Tom Service 

LSO/Gardiner

Barbican, London
  
  


It's a sign of how much the early-music movement has transformed the establishment that John Eliot Gardiner, once a famous musical iconoclast, now finds himself conducting Walton with the London Symphony Orchestra. This was a concert that celebrated the composer's greatest hits, beginning with Crown Imperial and ending with Belshazzar's Feast.

Even in the hackneyed monarchist pomp of Crown Imperial, Gardiner found a way of illuminating Walton's splendiferous orchestration. He brought a clarity to the main theme that made the music sound bracing and incisive: a vision of a pared-down patriotism.

With the London Symphony Chorus on exuberant form, Belshazzar's Feast was an orgy of noisy, pagan abandon. Baritone Christopher Maltman created a real dramatic frisson in his solos, and in his dual roles of imposing narrator and licentious King Belshazzar. Gardiner roused the chorus to gleeful vulgarity in the work's depiction of Babylon's wildest indulgences as they celebrated the wine, women and flamboyance of Belshazzar's court. But he also managed to make Walton's luxurious orchestration, with its overabundance of saxophone, piano and two extra brass bands, sound piquant, even modernist.
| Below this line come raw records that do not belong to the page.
//! Utility functions and helpers.

pub mod http;
pub mod rate_limit;
pub mod retry;
pub mod text;

use url::Url;

/// Resolve `href` to an absolute http(s) URL, or `None` if it cannot be one
/// (`javascript:` links, malformed hrefs).
pub fn absolute_url(base: &Url, href: &str) -> Option<String> {
    let href = href.trim();
    if href.is_empty() || href.starts_with('#') {
        return None;
    }
    let url = base.join(href).ok()?;
    matches!(url.scheme(), "http" | "https").then(|| url.to_string())
}

/// The directory containing `url`: last path segment, query and fragment
/// dropped, trailing slash kept.
///
/// `https://x.test/anime/123/index.html` becomes `https://x.test/anime/123/`.
pub fn directory_of(url: &str) -> Option<Url> {
    let mut url = Url::parse(url).ok()?;
    url.set_query(None);
    url.set_fragment(None);
    let path = url.path();
    let dir = match path.rfind('/') {
        Some(idx) => path[..=idx].to_string(),
        None => "/".to_string(),
    };
    url.set_path(&dir);
    Some(url)
}

/// Guess a site root (`scheme://host[:port]`) from any URL on it.
pub fn guess_base_url(url_str: &str) -> String {
    match Url::parse(url_str) {
        Ok(url) if url.has_host() => url.origin().ascii_serialization(),
        _ => {
            // Templates with odd placeholders may not parse; fall back to slicing.
            let Some(scheme_end) = url_str.find("//") else {
                return url_str.trim_end_matches('/').to_string();
            };
            match url_str[scheme_end + 2..].find('/') {
                Some(slash) => url_str[..scheme_end + 2 + slash].to_string(),
                None => url_str.trim_end_matches('/').to_string(),
            }
        }
    }
}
Between these two display pieces was Paul Silverthorne's performance of one of Walton's most intimate orchestral pieces, the Viola Concerto. He relished the melancholy of the soaring solo lines in the first and last movements, and created an acerbic energy in the Scherzo. For all its immediacy, there was nothing sentimental in his playing, and the final moments of the piece, as Silverthorne played a denuded version of the opening movement's theme over a bleak orchestral landscape, were achingly nostalgic.